### [Problem description]
Here the job is to return only the lines of the material, exactly, from the first one to the line with "String, source: reqwest::Error".

### [Material provided]
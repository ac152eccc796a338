//! Browser engine seam
//!
//! The task manager never talks to a concrete automation engine. It launches
//! one [`Browser`] per worker slot through a [`BrowserLauncher`] and asks it to
//! fetch targets, reset after a failure, and close at shutdown. Everything a
//! browser observed during a fetch comes back as [`VisitData`].
//!
//! [`HttpBrowser`] is the bundled engine: an HTTP client that follows
//! redirects by hand so it can record each hop.

mod http;
mod instrument;

pub use http::{HttpBrowser, HttpLauncher, MAX_REDIRECTS};
pub use instrument::{extract_scripts, extract_title, parse_set_cookie, resolve_host};

use crate::config::WorkerConfig;
use async_trait::async_trait;
use chrono::{DateTime, Utc};
use thiserror::Error;
use url::Url;

/// Errors raised by a browser engine
#[derive(Debug, Error)]
pub enum EngineError {
    #[error("HTTP error for {url}: {source}")]
    Http { url: String, source: reqwest::Error },

    #[error("Failed to launch browser {worker_id}: {message}")]
    Launch { worker_id: usize, message: String },

    #[error("Too many redirects from {url}")]
    TooManyRedirects { url: String },

    #[error("Invalid redirect from {url}: {message}")]
    InvalidRedirect { url: String, message: String },

    #[error("Browser is closed")]
    Closed,
}

/// One instrumented browser instance owned by a worker slot
#[async_trait]
pub trait Browser: Send {
    /// Loads `url` and returns what the enabled instruments observed
    async fn fetch(&mut self, url: &Url) -> Result<VisitData, EngineError>;

    /// Returns the browser to a clean state after a failed or aborted action
    async fn reset(&mut self) -> Result<(), EngineError>;

    /// Releases the browser's resources; later calls are no-ops
    async fn close(&mut self) -> Result<(), EngineError>;
}

/// Starts browsers for worker slots
#[async_trait]
pub trait BrowserLauncher: Send + Sync + 'static {
    async fn launch(&self, config: &WorkerConfig) -> Result<Box<dyn Browser>, EngineError>;
}

/// Everything recorded while fetching one target
#[derive(Debug, Clone, Default)]
pub struct VisitData {
    pub requested_url: String,
    pub final_url: Option<String>,
    pub status_code: Option<u16>,
    pub title: Option<String>,
    pub http: Vec<HttpExchange>,
    pub cookies: Vec<CookieRecord>,
    pub navigations: Vec<Navigation>,
    pub dns: Vec<DnsRecord>,
    pub scripts: Vec<ScriptRecord>,
}

impl VisitData {
    pub fn new(requested: &Url) -> Self {
        Self {
            requested_url: requested.to_string(),
            ..Self::default()
        }
    }
}

/// One request/response pair
#[derive(Debug, Clone)]
pub struct HttpExchange {
    pub method: String,
    pub url: String,
    pub status_code: u16,
    pub content_type: Option<String>,
    pub header_count: usize,
    /// `Location` target when the response was a redirect
    pub redirect_to: Option<String>,
    pub observed_at: DateTime<Utc>,
}

/// A cookie set by a response
#[derive(Debug, Clone, PartialEq, Eq)]
pub struct CookieRecord {
    pub origin_url: String,
    pub name: String,
    pub value: String,
    pub domain: Option<String>,
    pub path: Option<String>,
    pub expires: Option<String>,
    pub max_age: Option<i64>,
    pub secure: bool,
    pub http_only: bool,
    pub same_site: Option<String>,
}

/// A top-level navigation, including each redirect hop
#[derive(Debug, Clone, PartialEq, Eq)]
pub struct Navigation {
    pub from_url: Option<String>,
    pub to_url: String,
    pub status_code: u16,
}

/// Result of resolving one host
#[derive(Debug, Clone, PartialEq, Eq)]
pub struct DnsRecord {
    pub hostname: String,
    pub addresses: Vec<String>,
    pub error: Option<String>,
}

/// A script referenced or embedded by a page
#[derive(Debug, Clone, PartialEq, Eq)]
pub struct ScriptRecord {
    pub page_url: String,
    /// Absolute URL of an external script
    pub src: Option<String>,
    /// Byte length of an inline script
    pub inline_length: Option<usize>,
    /// Hex SHA-256 of an inline script's body
    pub digest: Option<String>,
}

### [Solution for this task]
repository ac152eccc796a338
//! Browser engine seam
//!
//! The task manager never talks to a concrete automation engine. It launches
//! one [`Browser`] per worker slot through a [`BrowserLauncher`] and asks it to
//! fetch targets, reset after a failure, and close at shutdown. Everything a
//! browser observed during a fetch comes back as [`VisitData`].
//!
//! [`HttpBrowser`] is the bundled engine: an HTTP client that follows
//! redirects by hand so it can record each hop.

mod http;
mod instrument;

pub use http::{HttpBrowser, HttpLauncher, MAX_REDIRECTS};
pub use instrument::{extract_scripts, extract_title, parse_set_cookie, resolve_host};

use crate::config::WorkerConfig;
use async_trait::async_trait;
use chrono::{DateTime, Utc};
use thiserror::Error;
use url::Url;

/// Errors raised by a browser engine
#[derive(Debug, Error)]
pub enum EngineError {
    #[error("HTTP error for {url}: {source}")]
    Http { url: String, source: reqwest::Error },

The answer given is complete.